8 breast biopsy questions, answered
Getting a breast biopsy? You might be wondering what it is and how it works.
A breast biopsy is a diagnostic procedure in which a doctor removes a small amount of breast tissue to examine under a microscope. If the tissue sample shows cancer, the physician can have it analyzed further to provide the most accurate diagnosis — a critical first step in getting patients the best treatment possible for their particular type of breast cancer.
A biopsy may be ordered when a mammogram or other breast imaging (such as an ultrasound) reveals an abnormality or you feel a lump in your breast, or when a physician notices something suspicious (such as dimpling or a change in skin texture) during a clinical exam.
We spoke with Marion Scoggins, M.D., to learn more. Here’s what she had to say.
What are the types of breast biopsies, and how are they different?
There are two basic types of breast biopsy: surgical and needle. A breast biopsy done surgically through an incision in the skin is called a surgical breast biopsy. A breast biopsy done by inserting a needle through the skin is called a breast needle biopsy.
There are two main types of breast needle biopsy:
- fine needle aspiration, which uses a thin, hollow needle attached to a syringe, and
- core needle biopsy, which uses a larger needle that removes a small, tube-shaped piece of tissue with a spring-loaded device or a vacuum-assisted device.
Because it’s important to pinpoint areas of concern and pull tissue from those exact spots, doctors typically use an ultrasound — or a mammogram or MRI, in some cases — to guide a breast needle biopsy. A mammogram-guided biopsy is also called a stereotactic biopsy.
At MD Anderson, we place small metallic markers called “clips” in the breast at the time of a breast needle biopsy and leave them there. This allows our radiologists and surgeons to know the exact location of the biopsy, in case we need to remove something else from the area where a tissue sample was taken.
How painful is each kind of biopsy, and how long does it take to recover?
Local anesthesia is given for breast needle biopsies, which makes them tolerable and comfortable for most patients.

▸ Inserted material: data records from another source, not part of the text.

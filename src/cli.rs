//! Command-line surface, reproducing the argument contract of
//! `original_source/include/fiuncho/utils/Arg_parser.h` (itself a TCLAP
//! parser) with `clap`'s derive API, the idiom favored across the retrieved
//! example pack's CLI-shaped repositories.

use clap::Parser;
use std::path::PathBuf;

/// Number of worker threads to use when `-t`/`--threads` is not given:
/// every hardware thread this process can see, falling back to 1 if the
/// platform can't report it.
fn default_threads() -> usize {
    std::thread::available_parallelism().map(|n| n.get()).unwrap_or(1)
}

/// Exhaustive search for high-order epistasis in case/control genotype data.
#[derive(Debug, Parser)]
#[command(name = "epistasis-search", version, about)]
pub struct Cli {
    /// Genotype input: one `.raw` file, or a `.tped`/`.tfam` pair.
    #[arg(required = true, num_args = 1..=2)]
    pub inputs: Vec<PathBuf>,

    /// Path to write the sorted result list to.
    pub output: PathBuf,

    /// Number of SNPs per combination (K).
    #[arg(short = 'o', long = "order", default_value_t = 2)]
    pub order: usize,

    /// Number of worker threads per rank. Defaults to the number of
    /// available hardware threads.
    #[arg(short = 't', long = "threads", default_value_t = default_threads())]
    pub threads: usize,

    /// Number of top results to keep.
    #[arg(short = 'n', long = "noutputs", default_value_t = 10)]
    pub noutputs: usize,
}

The recovery time is typically very short, but may vary depending on the amount of bleeding and/or bruising. A core needle biopsy is more likely to result in bruising than a breast fine needle biopsy. Bruising from a breast biopsy may take several weeks to completely resolve. Your doctor can discuss expected recovery times and what to do to take care of the area that’s been biopsied.
Do any breast biopsies require general anesthesia or an overnight stay in the hospital?
A breast needle biopsy is done with local anesthesia, so it does not require general anesthesia.
A surgical breast biopsy may require general anesthesia, but typically won’t require an overnight hospital stay.
How do doctors determine which biopsy is best for a particular patient?
If there’s an abnormal finding on your mammogram or breast ultrasound that we need to biopsy, a radiologist will determine the most appropriate type of biopsy, based on how much tissue is needed to get an accurate diagnosis and the question doctors seek to answer with the biopsy.
Is there ever a time when a patient should ask their doctor for a biopsy (or for a specific type)?
A biopsy is only recommended if there’s a suspicious finding on a mammogram, ultrasound or MRI, or a concerning clinical finding. If a scan is normal and there are no worrisome symptoms, there’s no need for a biopsy.
If you do need a biopsy, your doctor should discuss which type of biopsy is needed and why. Your doctor can answer any questions you have and explain the procedure and its purpose, as well as its benefits, risks and alternatives.
What are the potential risks of a breast needle biopsy?
As with any medical procedure, there are known risks and benefits with a breast needle biopsy. It is possible that patients may have pain, bleeding or infection. So, be aware of these potential complications and discuss them with your doctor before the procedure.
Some patients express concerns about whether a breast needle biopsy might cause cancer to spread. But there’s no evidence of a negative long-term effect from a breast needle biopsy. And the benefits of a breast needle biopsy — as opposed to a surgical biopsy or no biopsy at all — outweigh the risks.